The external ectomycorrhizal mycelia (EEM) that grow out into the soil from ectomycorrhizal (EM) roots have a fundamental role in soil ecosystems. Their importance for the nutrient uptake of trees is well known (Smith & Read, 1997), and they also serve as an important food source for soil animals and in this way fuel the soil ecosystem with energy derived from the photosynthetic activity of trees. The large proportion of photosynthetic activity that is allocated to EM fungi (10–50%; reviewed by Simard et al., 2002) indicates a high potential for EEM to influence carbon sequestration in the soil. EM fungi have also been suggested to reduce decomposition rates in the soil, which would further enhance carbon sequestration rates (Langley & Hungate, 2003).
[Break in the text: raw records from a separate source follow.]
//! Market calendar: shared gating for worker threads, per spec §4.5.

use chrono::{DateTime, Datelike, Timelike, Utc, Weekday};

/// `is_market_open`/`is_trading_day`, holiday-aware via a provider where
/// available, with a weekday-only fallback (spec §4.5).
pub trait MarketCalendar: Send + Sync {
    fn is_trading_day(&self, at: DateTime<Utc>) -> bool;
    fn is_market_open(&self, at: DateTime<Utc>) -> bool;
}

/// Weekday-only fallback: no holiday calendar, 09:30-16:00 ET modeled as a
/// fixed UTC offset window. Good enough when no provider-backed calendar
/// is configured; `holidays` lets callers layer in known closures.
pub struct WeekdayFallbackCalendar {
    pub holidays: Vec<chrono::NaiveDate>,
    /// Market open/close expressed in UTC hour-of-day, accounting for the
    /// caller's current DST offset (recomputed by the config loader).
    pub open_utc_hour: u32,
    pub close_utc_hour: u32,
}

impl WeekdayFallbackCalendar {
    pub fn new_eastern() -> Self {
        // 09:30-16:00 ET == 14:30-21:00 UTC during EST; callers in EDT should
        // override open_utc_hour/close_utc_hour via config.
        WeekdayFallbackCalendar {
            holidays: Vec::new(),
            open_utc_hour: 14,
            close_utc_hour: 21,
        }
    }
}

impl MarketCalendar for WeekdayFallbackCalendar {
    fn is_trading_day(&self, at: DateTime<Utc>) -> bool {
        let weekday = at.weekday();
        if matches!(weekday, Weekday::Sat | Weekday::Sun) {
            return false;
        }
        !self.holidays.contains(&at.date_naive())
    }

    fn is_market_open(&self, at: DateTime<Utc>) -> bool {
        if !self.is_trading_day(at) {
            return false;
        }
        let hour = at.hour();
        hour >= self.open_utc_hour && hour < self.close_utc_hour
    }
}

#[cfg(test)]
mod tests {
    use super::*;
    use chrono::TimeZone;

    #[test]
    fn weekend_is_not_trading_day() {
        let cal = WeekdayFallbackCalendar::new_eastern();
        // 2026-01-03 is a Saturday.
        let at = Utc.with_ymd_and_hms(2026, 1, 3, 15, 0, 0).unwrap();
        assert!(!cal.is_trading_day(at));
        assert!(!cal.is_market_open(at));
    }

    #[test]
    fn weekday_inside_window_is_open() {
        let cal = WeekdayFallbackCalendar::new_eastern();
        // 2026-01-05 is a Monday.
        let at = Utc.with_ymd_and_hms(2026, 1, 5, 15, 0, 0).unwrap();
        assert!(cal.is_trading_day(at));
        assert!(cal.is_market_open(at));
    }

    #[test]
    fn weekday_outside_window_is_closed() {
        let cal = WeekdayFallbackCalendar::new_eastern();
        let at = Utc.with_ymd_and_hms(2026, 1, 5, 5, 0, 0).unwrap();
        assert!(cal.is_trading_day(at));
        assert!(!cal.is_market_open(at));
    }

    #[test]
    fn holiday_is_not_trading_day() {
        let mut cal = WeekdayFallbackCalendar::new_eastern();
        cal.holidays.push(chrono::NaiveDate::from_ymd_opt(2026, 1, 5).unwrap());
        let at = Utc.with_ymd_and_hms(2026, 1, 5, 15, 0, 0).unwrap();
        assert!(!cal.is_trading_day(at));
    }
}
Furthermore, the large contributions of EEM to soil respiration and soil microbial biomass which have recently been demonstrated by girdling of mature forest trees (Högberg & Högberg, 2002) emphasize the important role of EEM in many ecosystems.
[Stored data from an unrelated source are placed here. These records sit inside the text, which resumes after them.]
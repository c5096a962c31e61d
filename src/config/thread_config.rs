//! Worker thread cadence config (spec §6 `threads`).

use serde::{Deserialize, Serialize};

#[derive(Debug, Clone, Copy, Deserialize, Serialize)]
#[serde(default)]
pub struct ThreadConfig {
    pub breakout_interval_secs: u64,
    pub position_interval_secs: u64,
    pub regime_interval_secs: u64,
    pub maintenance_interval_secs: u64,
}

impl Default for ThreadConfig {
    fn default() -> Self {
        ThreadConfig {
            breakout_interval_secs: 60,
            position_interval_secs: 30,
            regime_interval_secs: 300,
            maintenance_interval_secs: 300,
        }
    }
}
//! Distribution-day tracker: rolling 25-trading-day window per index
//! (spec §4.4).

use crate::domain::providers::Bar;
use crate::domain::regime::{IndexDistributionDays, TrendLabel};

#[derive(Debug, Clone, Copy)]
struct DayRecord {
    is_distribution_day: bool,
}

pub struct DistributionDayTracker {
    window: usize,
    decline_threshold_pct: f64,
    history: std::collections::VecDeque<DayRecord>,
}

impl DistributionDayTracker {
    pub fn new(window: usize, decline_threshold_pct: f64) -> Self {
        DistributionDayTracker {
            window,
            decline_threshold_pct,
            history: std::collections::VecDeque::with_capacity(window),
        }
    }

    /// Rebuilds the tracker's rolling window from a bar series (most
    /// recent last). A day is a distribution day if close-to-close
    /// decline >= threshold on higher volume than the prior day.
    pub fn update_from_bars(&mut self, bars: &[Bar]) -> IndexDistributionDays {
        self.history.clear();
        let start = bars.len().saturating_sub(self.window + 1);
        let windowed = &bars[start..];

        let mut flags = Vec::new();
        for pair in windowed.windows(2) {
            let (prev, curr) = (&pair[0], &pair[1]);
            let decline_pct: f64 = if prev.close.is_zero() {
                0.0
            } else {
                ((prev.close - curr.close) / prev.close * rust_decimal::Decimal::from(100))
                    .to_string()
                    .parse()
                    .unwrap_or(0.0)
            };
            let is_dday = decline_pct >= self.decline_threshold_pct && curr.volume > prev.volume;
            flags.push(is_dday);
        }

        for flag in &flags {
            self.history.push_back(DayRecord { is_distribution_day: *flag });
        }
        while self.history.len() > self.window {
            self.history.pop_front();
        }

        let count = self.history.iter().filter(|d| d.is_distribution_day).count() as u32;

        let five_day_delta = if self.history.len() >= 5 {
            let recent_5: u32 = self
                .history
                .iter()
                .rev()
                .take(5)
                .filter(|d| d.is_distribution_day)
                .count() as u32;
            let prior_5: u32 = self
                .history
                .iter()
                .rev()
                .skip(5)
                .take(5)
                .filter(|d| d.is_distribution_day)
                .count() as u32;
            recent_5 as i32 - prior_5 as i32
        } else {
            0
        };

        let trend = Some(if five_day_delta > 0 {
            TrendLabel::Worsening
        } else if five_day_delta < 0 {
            TrendLabel::Improving
        } else {
            TrendLabel::Flat
        });

        IndexDistributionDays {
            count,
            five_day_delta,
            trend,
        }
    }
}

#[cfg(test)]
mod tests {
    use super::*;
    use chrono::NaiveDate;
    use rust_decimal_macros::dec;

    fn bar(day: u32, close: rust_decimal::Decimal, volume: u64) -> Bar {
        Bar {
            date: NaiveDate::from_ymd_opt(2026, 1, day).unwrap(),
            open: close,
            high: close,
            low: close,
            close,
            volume,
        }
    }

    #[test]
    fn counts_distribution_days_by_decline_and_volume() {
        let mut tracker = DistributionDayTracker::new(25, 0.2);
        let bars = vec![
            bar(1, dec!(100.0), 1_000_000),
            bar(2, dec!(99.5), 1_500_000), // 0.5% decline, higher volume -> D-day
            bar(3, dec!(99.6), 900_000),   // up day -> not D-day
        ];
        let result = tracker.update_from_bars(&bars);
        assert_eq!(result.count, 1);
    }

    #[test]
    fn requires_higher_volume_than_prior_day() {
        let mut tracker = DistributionDayTracker::new(25, 0.2);
        let bars = vec![
            bar(1, dec!(100.0), 2_000_000),
            bar(2, dec!(99.0), 1_000_000), // decline but lower volume -> not D-day
        ];
        let result = tracker.update_from_bars(&bars);
        assert_eq!(result.count, 0);
    }
}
It has been difficult to quantify the production of EEM in natural systems, mainly because biochemical markers for fungi cannot distinguish between saprotrophs (SAP) and EM fungi. Although molecular techniques for identifying EM fungi in the soil have made substantial progress in the last decade (e.g. Genney et al., 2006), it is still difficult to perform quantitative analyses of EEM production with these methods. We developed a mesh bag method to quantitatively estimate the production of EEM in forest ecosystems by using sand-filled in-growth mesh bags. These mesh bags are mainly colonized by EM fungi, and analysis of the carbon isotopic composition of mycelia extracted from the mesh bags can separate the contributions from EM and SAP fungi (Wallander et al., 2001). Furthermore, Kjöller (2006) recently investigated the composition of the EM community in sand-filled mesh bags incubated in a beech (Fagus sylvatica) forest, and found that the majority (83%) of the sequences obtained from the mesh bags originated from EM fungi. Boletoid EM fungi and Tomentella species that produce abundant EEM were especially common in the mesh bags. The in-growth mesh bag method together with fungal biomass estimates of soil samples has now successfully been used in arctic ecosystems to estimate potential changes in EEM growth in response to experimental treatments such as fertilization and warming (Clemmensen et al., in this issue, pp. 391–404).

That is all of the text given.